TO DO
Line by line, give the data again exactly as it appears.

****************

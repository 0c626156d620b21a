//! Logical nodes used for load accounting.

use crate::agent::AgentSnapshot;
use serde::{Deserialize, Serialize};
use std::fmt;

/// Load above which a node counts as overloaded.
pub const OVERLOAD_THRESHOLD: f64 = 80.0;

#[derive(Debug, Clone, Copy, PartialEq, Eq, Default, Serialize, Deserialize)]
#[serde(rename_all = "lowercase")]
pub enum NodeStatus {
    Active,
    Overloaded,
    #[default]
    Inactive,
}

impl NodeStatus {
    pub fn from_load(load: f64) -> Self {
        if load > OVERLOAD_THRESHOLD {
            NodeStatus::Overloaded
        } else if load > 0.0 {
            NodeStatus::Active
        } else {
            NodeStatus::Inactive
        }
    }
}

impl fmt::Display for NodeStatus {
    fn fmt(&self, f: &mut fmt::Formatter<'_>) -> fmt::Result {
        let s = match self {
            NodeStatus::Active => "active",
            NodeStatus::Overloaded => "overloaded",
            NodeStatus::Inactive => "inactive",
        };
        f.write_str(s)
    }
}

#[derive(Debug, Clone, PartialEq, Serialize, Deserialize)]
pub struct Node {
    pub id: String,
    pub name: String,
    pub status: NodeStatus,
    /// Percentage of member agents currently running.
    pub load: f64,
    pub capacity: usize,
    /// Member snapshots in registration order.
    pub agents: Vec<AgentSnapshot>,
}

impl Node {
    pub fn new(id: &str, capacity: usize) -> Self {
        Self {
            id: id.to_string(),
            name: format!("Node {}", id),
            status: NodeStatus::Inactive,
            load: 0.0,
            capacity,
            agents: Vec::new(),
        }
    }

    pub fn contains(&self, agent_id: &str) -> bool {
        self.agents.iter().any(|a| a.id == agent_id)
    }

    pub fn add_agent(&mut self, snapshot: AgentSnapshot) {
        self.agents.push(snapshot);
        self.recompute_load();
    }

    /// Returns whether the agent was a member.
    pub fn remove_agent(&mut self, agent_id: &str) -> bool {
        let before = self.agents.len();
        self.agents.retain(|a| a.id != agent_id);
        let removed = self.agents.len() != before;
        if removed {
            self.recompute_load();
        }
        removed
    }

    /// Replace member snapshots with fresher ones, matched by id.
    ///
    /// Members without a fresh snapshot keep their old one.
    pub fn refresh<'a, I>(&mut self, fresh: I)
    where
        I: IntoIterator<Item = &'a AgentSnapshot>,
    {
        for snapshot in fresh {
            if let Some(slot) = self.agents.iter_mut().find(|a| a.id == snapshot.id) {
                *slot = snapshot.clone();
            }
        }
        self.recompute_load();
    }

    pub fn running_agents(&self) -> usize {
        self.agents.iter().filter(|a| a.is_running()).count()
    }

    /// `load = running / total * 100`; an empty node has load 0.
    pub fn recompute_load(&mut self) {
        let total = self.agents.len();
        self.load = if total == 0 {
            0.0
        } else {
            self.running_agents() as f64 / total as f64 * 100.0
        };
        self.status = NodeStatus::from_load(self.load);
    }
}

****************

RESULT FOR THIS TASK
repository 0c626156d620b21a
//! Logical nodes used for load accounting.

use crate::agent::AgentSnapshot;
use serde::{Deserialize, Serialize};
use std::fmt;

/// Load above which a node counts as overloaded.
pub const OVERLOAD_THRESHOLD: f64 = 80.0;

#[derive(Debug, Clone, Copy, PartialEq, Eq, Default, Serialize, Deserialize)]
#[serde(rename_all = "lowercase")]
pub enum NodeStatus {
    Active,
    Overloaded,
    #[default]
    Inactive,
}

impl NodeStatus {
    pub fn from_load(load: f64) -> Self {
        if load > OVERLOAD_THRESHOLD {
            NodeStatus::Overloaded
        } else if load > 0.0 {
            NodeStatus::Active
        } else {
            NodeStatus::Inactive
        }
    }
}

impl fmt::Display for NodeStatus {
    fn fmt(&self, f: &mut fmt::Formatter<'_>) -> fmt::Result {
        let s = match self {
            NodeStatus::Active => "active",
            NodeStatus::Overloaded => "overloaded",
            NodeStatus::Inactive => "inactive",
        };
        f.write_str(s)
    }
}

#[derive(Debug, Clone, PartialEq, Serialize, Deserialize)]
pub struct Node {
    pub id: String,
    pub name: String,
    pub status: NodeStatus,
    /// Percentage of member agents currently running.
    pub load: f64,
    pub capacity: usize,
    /// Member snapshots in registration order.
    pub agents: Vec<AgentSnapshot>,
}

impl Node {
    pub fn new(id: &str, capacity: usize) -> Self {
        Self {
            id: id.to_string(),
            name: format!("Node {}", id),
            status: NodeStatus::Inactive,
            load: 0.0,
            capacity,
            agents: Vec::new(),
        }
    }

    pub fn contains(&self, agent_id: &str) -> bool {
        self.agents.iter().any(|a| a.id == agent_id)
    }

    pub fn add_agent(&mut self, snapshot: AgentSnapshot) {
        self.agents.push(snapshot);
        self.recompute_load();
    }

    /// Returns whether the agent was a member.
    pub fn remove_agent(&mut self, agent_id: &str) -> bool {
        let before = self.agents.len();
        self.agents.retain(|a| a.id != agent_id);
        let removed = self.agents.len() != before;
        if removed {
            self.recompute_load();
        }
        removed
    }

    /// Replace member snapshots with fresher ones, matched by id.
    ///
    /// Members without a fresh snapshot keep their old one.
    pub fn refresh<'a, I>(&mut self, fresh: I)
    where
        I: IntoIterator<Item = &'a AgentSnapshot>,
    {
        for snapshot in fresh {
            if let Some(slot) = self.agents.iter_mut().find(|a| a.id == snapshot.id) {
                *slot = snapshot.clone();
            }
        }
        self.recompute_load();
    }

    pub fn running_agents(&self) -> usize {
        self.agents.iter().filter(|a| a.is_running()).count()
    }

    /// `load = running / total * 100`; an empty node has load 0.
    pub fn recompute_load(&mut self) {
        let total = self.agents.len();
        self.load = if total == 0 {
            0.0
        } else {
            self.running_agents() as f64 / total as f64 * 100.0
        };
        self.status = NodeStatus::from_load(self.load);
    }
}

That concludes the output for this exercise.